As with baking or painting, throwing a bunch of ingredients or colours together without doing so strategically won’t get you the outcome you want. Skincare is the same. When you learn how to layer and mix your skincare products the right way, you’ll be sure your skin drinks up maximum benefits for glowing results.
The many options you have might seem overwhelming, but it’s actually quite simple. We’re here to break it down for you.
Rule of Thumb: The most important thing to remember is to layer your skincare from thinnest to thickest consistency.
Why? Skincare formulas with the smallest molecules, like those in toners and water-based serums, need to go first since they penetrate your skin more easily. That way, you prevent larger-molecule skincare from “blocking” other layers of skincare from penetrating your skin. With this in mind, your skincare regimen should go in this order:
We all know cleansing comes first, but it’s worth noting if you are a fan of double-cleansing popularised by K-beauty rituals (cleansing and rinsing twice), the rule is inversed: start with your thick (oil) cleanser, then finish with your thinner cleanser, which typically comes in cream, gel or foam form.

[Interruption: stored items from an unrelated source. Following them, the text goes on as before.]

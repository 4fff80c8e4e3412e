//! Picture ingestion and batch upload orchestration.
//!
//! [`Core`] owns the picture set and the active session. Files are turned
//! into [`Picture`]s by the [`Ingestor`] (metadata extraction plus a rendered
//! description, many files at once), and uploaded by the [`Uploader`], which
//! fans a batch out over a bounded [`WorkerPool`], tracks every in-flight
//! task for cancellation, and tears the session down once the batch is over.
//! Progress is reported through [`Event`]s to any number of [`Observer`]s.
//! Pictures can pick up extra template variables from an
//! [`ExternalMetadataSource`] such as a [`CsvMetadata`] spreadsheet.

pub mod error;
mod events;
mod external;
mod ingest;
mod manager;
mod picture;
mod pool;
mod template;
mod upload;

pub use crate::events::{Event, Observer, observer_fn};
pub use crate::external::{CsvMetadata, ExternalHandle, ExternalMetadataSource, ExternalRow};
pub use crate::ingest::Ingestor;
pub use crate::manager::{Core, CoreBuilder};
pub use crate::picture::{Picture, PictureState};
pub use crate::pool::WorkerPool;
pub use crate::template::{DEFAULT_TEMPLATE, DescriptionTemplate};
pub use crate::upload::{BatchReport, DEFAULT_SUMMARY, TaskHandle, TaskRegistry, Uploader};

Example for Sensitive Skin: Wash away impurities without disrupting the delicate skin barrier with The Max Stem Cell Cleanser or if your skin is extra irritated or red, use Ormedic Balancing Facial Cleanser.
Exfoliator and/or Mask
Whether you choose to exfoliate weekly or a few times per week, polishing your face is the next logical step. After cleansing and/or exfoliating is the time to luxuriate in your favorite mask.
Example for sensitive skin: Exfoliate with Iluma Intense Brightening Exfoliating Powder and Mask with Ormedic Balancing Gel Masque if you’re experiencing redness, Vital C Hydrating Enzyme Masque for brightening or I Mask Biomolecular Hydrating Recovery Mask for a boost of hydration.
Toners and Mists
Toners, mists, pre-moistened pads, essences or other watery liquid skincare formulas are the first product you apply that doesn’t get rinsed off. Apply while your skin is still damp from rinsing so it can absorb the ingredients more efficiently.
If you keep a spot treatment on deck to zap those occasional blemishes, dab it on right after toning. Massage it in and let it sit for a moment.
Serums do the heavy lifting when it comes to correcting specific skin concerns since they contain the highest concentration of active ingredients that target anti-ageing or acne, hyperpigmentation, sensitivity or dryness issues. They also usually contain potent antioxidants to fight free radical damage, one of the most important ways to slow down the manifestation of ageing.
The beauty of serums is they’re highly customisable. You can change them out to tailor to your needs. For instance, if you’re breaking out one week, you can use a serum that targets breakouts, then switch over to a brightening serum if you’ve spent too much time in the sun or your complexion appears lackluster.
On top of that, you can boost your serum by mixing others into them—as long as they are compatible. (Generally speaking, you want to avoid mixing two active ingredients together, such as retinol, vitamin C, hydroxy acids, as the combination might cause irritation). One of the best ways to boost any serum is by adding hyaluronic acid, a substance that can hold 1,000 times its own weight in water, for a refreshing dose of hydration.
Most people think eye creams are the final step, but remember the rule of consistency: since eye creams are thinner in texture than moisturisers, they go on before. You want to minimise the risk of layering moisturiser under your eyes, allowing it to obstruct penetration from your eye cream.
Moisturiser (Night and/or Day)
An important role your moisturiser plays is to “lock in” everything beneath that you diligently just applied and prevent moisture from evaporating from your skin, keeping it balanced and supple.
Example for sensitive skin: In the evening, apply Ormedic Balancing Bio-Peptide Crème. If you’re dehydrated or dry, use also in the morning.
Oil (Night and/or Day)
For an instant glow or extra moisture for dry areas, oils go on last since they can penetrate all other formulas, but not vice versa.
Example for sensitive skin: For a daytime luminosity, dab Vital C Hydrating Facial Oil to cheekbones. In the evening, apply a bit more on dry spots, such as forehead, nose and cheeks.
Sunscreen (Day Only)
Sunscreen is always the final step during the day. Again, don’t allow an oil or moisturiser to block the active ingredients from doing their job. Remember, Image Skincare’s Prevention+ line of facial sunscreens also double as moisturisers, so unless you’re especially dry or dehydrated you may want to skip the moisturiser and oil during the day.